QUESTION 1: You are inserting a gene into an MCS found
within the LacZ gene. Using blue/white colony selection,
why could you assume that white colonies have
modified plasmids?
a. A blue colony means the LacZ reading-frame was
disrupted
b. A blue colony means your gene has
mutations
c. A white colony means the LacZ reading-frame is
intact
d. A white colony means the LacZ reading-frame was
disrupted
QUESTION 2: You are performing a PCR using primers
with a sequence perfectly complementary to a template with an
expected melting temperature of 52°C. What do you risk if you use
an annealing temperature of 72°C?
a. Degrading the template DNA at higher
temperatures
b. This reaction is expected to work
perfectly
c. Failure to amplify because primers can’t
anneal
d. Nonspecific amplification
QUESTION 3: Binding between a DNA template and a
primer with an imperfect complementary sequence:
a. Is stabilized at lower temperatures
b. Is stabilized at higher temperatures
c. Has never been observed
d. Is not a major concern when optimizing PCR
QUESTION 4: Restriction enzyme sites, clamps, and
other engineered sequences can safely be put at the 5′ end of
primers because:
a. only the 3′ end of a primer must match the
template
b. This is false, you cannot modify the 5′
end
c. the 5′ end must bind to the template DNA
d. Taq polymerase will correct any
sequence errors
QUESTION 5: Gibson assembly will connect two
pieces of DNA by:
a. Blunt-end ligations
b. sticky ends produced by Type IIS restriction
enzymes
c. 20 nucleotides of identical sequence shared on the
ends of both fragments
d. sticky ends produced by palindromic restriction enzymes like EcoRI, SalI, and XbaI
QUESTION 6: Which enzyme used in Gibson
assembly is responsible for exposing single-stranded DNA?
a. Phusion polymerase
b. Taq DNA ligase
c. T5 exonuclease
d. BsaI
QUESTION 7 What are the benefits of calcium phosphate
precipitation for transfecting mammalian cells? Choose TWO
answers
a. Calcium phosphate precipitation is the most
efficient method for getting DNA into any cell
b. Less preparation is needed than for viral
vectors
c. Calcium phosphate precipitation requires packaging
cells
d. Calcium phosphate precipitation can be used to
transform intact tissues, like human embryos
e. Calcium and phosphate salts are
inexpensive
QUESTION 8 What is the difference between a
constitutive promoter and an inducible promoter?

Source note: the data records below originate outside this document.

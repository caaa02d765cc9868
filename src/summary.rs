//! Terminal results of a test run and their plain-text renderings

use crate::aggregator::{SubtestCounts, TestStatus};
use crate::comment::marker;
use chrono::{DateTime, Utc};
use regex::Regex;
use std::collections::HashMap;
use std::fmt::Write as _;
use std::sync::OnceLock;
use std::time::Duration;

/// A top-level test in the final summary.
#[derive(Debug, Clone, PartialEq)]
pub struct TestEntry {
    pub package: String,
    pub name: String,
    pub status: TestStatus,
    pub duration: Duration,
    /// Breakdown of immediate subtests, present only for parents.
    pub subtests: Option<SubtestCounts>,
    pub failed_subtests: Vec<String>,
    /// Output of the test and its failed subtests; empty unless it failed.
    pub output: Vec<String>,
    pub skip_reason: Option<String>,
}

impl TestEntry {
    /// "[2/3 passed]" style annotation for parents.
    pub fn subtest_label(&self) -> Option<String> {
        self.subtests
            .filter(|c| c.total() > 0)
            .map(|c| format!("[{}/{} passed]", c.passed, c.total()))
    }
}

/// Final state of one package.
#[derive(Debug, Clone, PartialEq)]
pub struct PackageOutcome {
    pub package: String,
    pub status: TestStatus,
    pub elapsed: Option<Duration>,
    pub coverage: Option<String>,
    pub no_test_files: bool,
    pub test_count: usize,
}

/// A package that failed without any test failing, usually a build or
/// TestMain failure.
#[derive(Debug, Clone, PartialEq)]
pub struct PackageFailure {
    pub package: String,
    pub output: Vec<String>,
}

/// Per-package tally derived from the summary entries.
#[derive(Debug, Clone, Default, PartialEq)]
pub struct PackageSummary {
    pub package: String,
    pub passed: usize,
    pub failed: usize,
    pub skipped: usize,
    pub duration: Duration,
}

/// Terminal aggregate of a completed run.
#[derive(Debug, Clone, PartialEq)]
pub struct TestSummary {
    pub started_at: DateTime<Utc>,
    pub elapsed: Duration,
    pub passed: Vec<TestEntry>,
    pub failed: Vec<TestEntry>,
    pub skipped: Vec<TestEntry>,
    /// Tests that never reported a result before the stream ended.
    pub incomplete: Vec<TestEntry>,
    pub failed_packages: Vec<PackageFailure>,
    pub packages: Vec<PackageOutcome>,
}

impl Default for TestSummary {
    fn default() -> Self {
        TestSummary {
            started_at: Utc::now(),
            elapsed: Duration::ZERO,
            passed: Vec::new(),
            failed: Vec::new(),
            skipped: Vec::new(),
            incomplete: Vec::new(),
            failed_packages: Vec::new(),
            packages: Vec::new(),
        }
    }
}

impl TestSummary {
    /// Distinct top-level tests seen in the run.
    pub fn total(&self) -> usize {
        self.passed.len() + self.failed.len() + self.skipped.len() + self.incomplete.len()
    }

    /// True when any test or package failed.
    pub fn has_failures(&self) -> bool {
        !self.failed.is_empty() || !self.failed_packages.is_empty()
    }

    /// All entries, in passed, failed, skipped, incomplete order.
    pub fn entries(&self) -> impl Iterator<Item = &TestEntry> {
        self.passed
            .iter()
            .chain(&self.failed)
            .chain(&self.skipped)
            .chain(&self.incomplete)
    }

    /// The `n` slowest tests, slowest first.
    pub fn slowest(&self, n: usize) -> Vec<&TestEntry> {
        let mut entries: Vec<&TestEntry> = self.entries().collect();
        entries.sort_by(|a, b| b.duration.cmp(&a.duration).then_with(|| a.name.cmp(&b.name)));
        entries.truncate(n);
        entries
    }

    /// Pass/fail/skip counts per package, in the order packages were seen.
    pub fn package_summaries(&self) -> Vec<PackageSummary> {
        let mut order: Vec<&str> = self.packages.iter().map(|p| p.package.as_str()).collect();
        let mut by_name: HashMap<&str, PackageSummary> = HashMap::new();

        for entry in self.entries() {
            let summary = by_name.entry(entry.package.as_str()).or_insert_with(|| {
                PackageSummary {
                    package: entry.package.clone(),
                    ..PackageSummary::default()
                }
            });
            match entry.status {
                TestStatus::Passed => summary.passed += 1,
                TestStatus::Failed => summary.failed += 1,
                TestStatus::Skipped => summary.skipped += 1,
                TestStatus::Running => {}
            }
            summary.duration += entry.duration;
            if !order.contains(&entry.package.as_str()) {
                order.push(entry.package.as_str());
            }
        }

        order
            .into_iter()
            .filter_map(|name| by_name.remove(name))
            .collect()
    }
}

/// Seconds with two decimals, as shown in summaries.
pub fn format_duration(duration: Duration) -> String {
    format!("{:.2}s", duration.as_secs_f64())
}

/// Render the body of the tracked review comment.
///
/// The body starts with the marker for `uuid` so that later runs can find
/// and update it.
pub fn render_comment_body(summary: &TestSummary, uuid: &str, platform: &str) -> String {
    format!("{}\n{}", marker(uuid), render_results(summary, platform))
}

/// Plain-text results for `platform`, without any comment marker.
pub fn render_results(summary: &TestSummary, platform: &str) -> String {
    let mut body = String::new();
    let status = if summary.has_failures() {
        "failed"
    } else {
        "passed"
    };
    let _ = writeln!(body, "## Test Results ({}): {}", platform, status);
    body.push('\n');
    let _ = writeln!(
        body,
        "Passed: {} | Failed: {} | Skipped: {} | Total: {} | Time: {}",
        summary.passed.len(),
        summary.failed.len(),
        summary.skipped.len(),
        summary.total(),
        format_duration(summary.elapsed),
    );

    if !summary.failed_packages.is_empty() {
        body.push_str("\n### Failed packages\n\n");
        for failure in &summary.failed_packages {
            let _ = writeln!(body, "- `{}`", failure.package);
        }
    }

    if !summary.failed.is_empty() {
        body.push_str("\n### Failed tests\n\n");
        for entry in &summary.failed {
            let _ = write!(
                body,
                "- `{}` {} ({})",
                entry.package,
                entry.name,
                format_duration(entry.duration)
            );
            if let Some(label) = entry.subtest_label() {
                let _ = write!(body, " {}", label);
            }
            body.push('\n');
            for sub in &entry.failed_subtests {
                let _ = writeln!(body, "  - {}", sub);
            }
        }
    }

    if !summary.skipped.is_empty() {
        body.push_str("\n### Skipped tests\n\n");
        for entry in &summary.skipped {
            match &entry.skip_reason {
                Some(reason) => {
                    let _ = writeln!(body, "- `{}` {}: {}", entry.package, entry.name, reason);
                }
                None => {
                    let _ = writeln!(body, "- `{}` {}", entry.package, entry.name);
                }
            }
        }
    }

    if !summary.incomplete.is_empty() {
        body.push_str("\n### Did not finish\n\n");
        for entry in &summary.incomplete {
            let _ = writeln!(body, "- `{}` {}", entry.package, entry.name);
        }
    }

    body
}

fn build_failed_regex() -> &'static Regex {
    static RE: OnceLock<Regex> = OnceLock::new();
    RE.get_or_init(|| Regex::new(r"(?m)^FAIL\s+(\S+)\s+\[build failed\]").expect("valid regex"))
}

fn panic_regex() -> &'static Regex {
    static RE: OnceLock<Regex> = OnceLock::new();
    RE.get_or_init(|| Regex::new(r"(?m)panic:\s*(.*)$").expect("valid regex"))
}

/// Explain why the test process exited non-zero although no test failed.
///
/// Returns `None` when the exit was clean or failures already explain it.
pub fn diagnose_exit(stderr: &str, exit_code: i32, failed_tests: usize) -> Option<String> {
    if exit_code == 0 || failed_tests > 0 {
        return None;
    }

    let message = if stderr.contains("[setup failed]") {
        if stderr.contains("TestMain") {
            format!(
                "TestMain failed with exit code {} (ensure it calls os.Exit(m.Run()))",
                exit_code
            )
        } else {
            format!(
                "Test setup failed with exit code {} (possible TestMain or init() issue)",
                exit_code
            )
        }
    } else if let Some(caps) = panic_regex().captures(stderr) {
        format!(
            "Test process panicked: {} (exit code {})",
            caps[1].trim(),
            exit_code
        )
    } else if stderr.contains("[build failed]") {
        match build_failed_regex().captures(stderr) {
            Some(caps) => format!(
                "Build failed for package {} (exit code {})",
                &caps[1], exit_code
            ),
            None => format!("Build failed with exit code {}", exit_code),
        }
    } else if ["undefined:", "cannot find", "declared and not used"]
        .iter()
        .any(|needle| stderr.contains(needle))
    {
        format!(
            "Compilation error with exit code {} (check for undefined symbols or missing dependencies)",
            exit_code
        )
    } else if stderr.contains("log.Fatal") || stderr.contains("logger.Fatal") {
        format!("Test called log.Fatal (exit code {})", exit_code)
    } else if stderr.contains("os.Exit") {
        format!("Test called os.Exit({}) directly", exit_code)
    } else {
        format!(
            "Test process failed with exit code {} but no test failed",
            exit_code
        )
    };
    Some(message)
}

a. Constitutive promoters are “always on”
b. Constitutive promoters are always
stronger
c. Inducible promoters are always stronger
d. Inducible promoters are never used in protein
expression
QUESTION 9 What would happen if you accidentally
encoded a TAA stop codon between a CDS and a C-terminal affinity
tag?
a. The protein would be translated without the
tag
b. The protein would not be translated at
all
c. The protein would be translated with the
tag
d. The tag would be translated into protein, but frame
shifted
QUESTION 10 In site-saturation mutagenesis using
degenerate primers, why do the mutated sites only appear at the
ends of PCR amplified fragments?
a. Taq polymerase only causes
mutations at the ends of DNA
b. Without a clamp, DNA is prone to
mutagenesis
c. Degenerate sequences are needed for any primer to
bind template DNA
d. The degenerate bases can only be introduced on the
primers
QUESTION 11 How does Prime editing insert
mutations into genomic DNA?
a. By directly modifying nitrogen bases
b. By providing an RNA template that is reverse
transcribed
c. By inducing non-homologous end joining
d. By inducing homology directed repair
QUESTION 12 During PCR mutagenesis, why do we use
an enzyme like DpnI, which degrades methylated DNA?
a. To destroy PCR-amplified DNA
b. To destroy template DNA that originated
from E. coli
c. DpnI is needed to mutate DNA sequences
d. To destroy excess, unused PCR primers
QUESTION 13 Why can scFvs be made
efficiently in E. coli?
a. They are a single polypeptide chain that lacks
posttranslational modification
b. They must be heavily glycosylated in the
endoplasmic reticulum
c. Any IgG can be efficiently made in E.
coli
d. They are made of multiple polypeptide chains
QUESTION 14 Which part of an antibody binds to an
antigen?
a. Complimentary determining region
b. Fc
c. Fab
d. Variable domains
e. Both (a) and (c)
f. (a), (c) and (d)
QUESTION 15:What is most likely to happen if you
forget the blocking step during an immunoblot?
a. Antibodies will bind directly to the
membrane
b. You will not observe a signal during
detection
c. Antibodies will no longer bind to
epitopes
d. Secondary antibodies will be unable to bind primary
antibodies
1. Blue white screening is based on the activity of B-galactasidase which cleaves lactose into glocose and galactose. If lactose is present in the medium, the lac operon gets activated amd produces functional B-galacyosidase dur to a-complementation. MCS present in lac Z site is nicked by restriction endonucleases and gene of interest is added to it leads to inactivation of a-complementation. As a result beta-galactosidase is not produced.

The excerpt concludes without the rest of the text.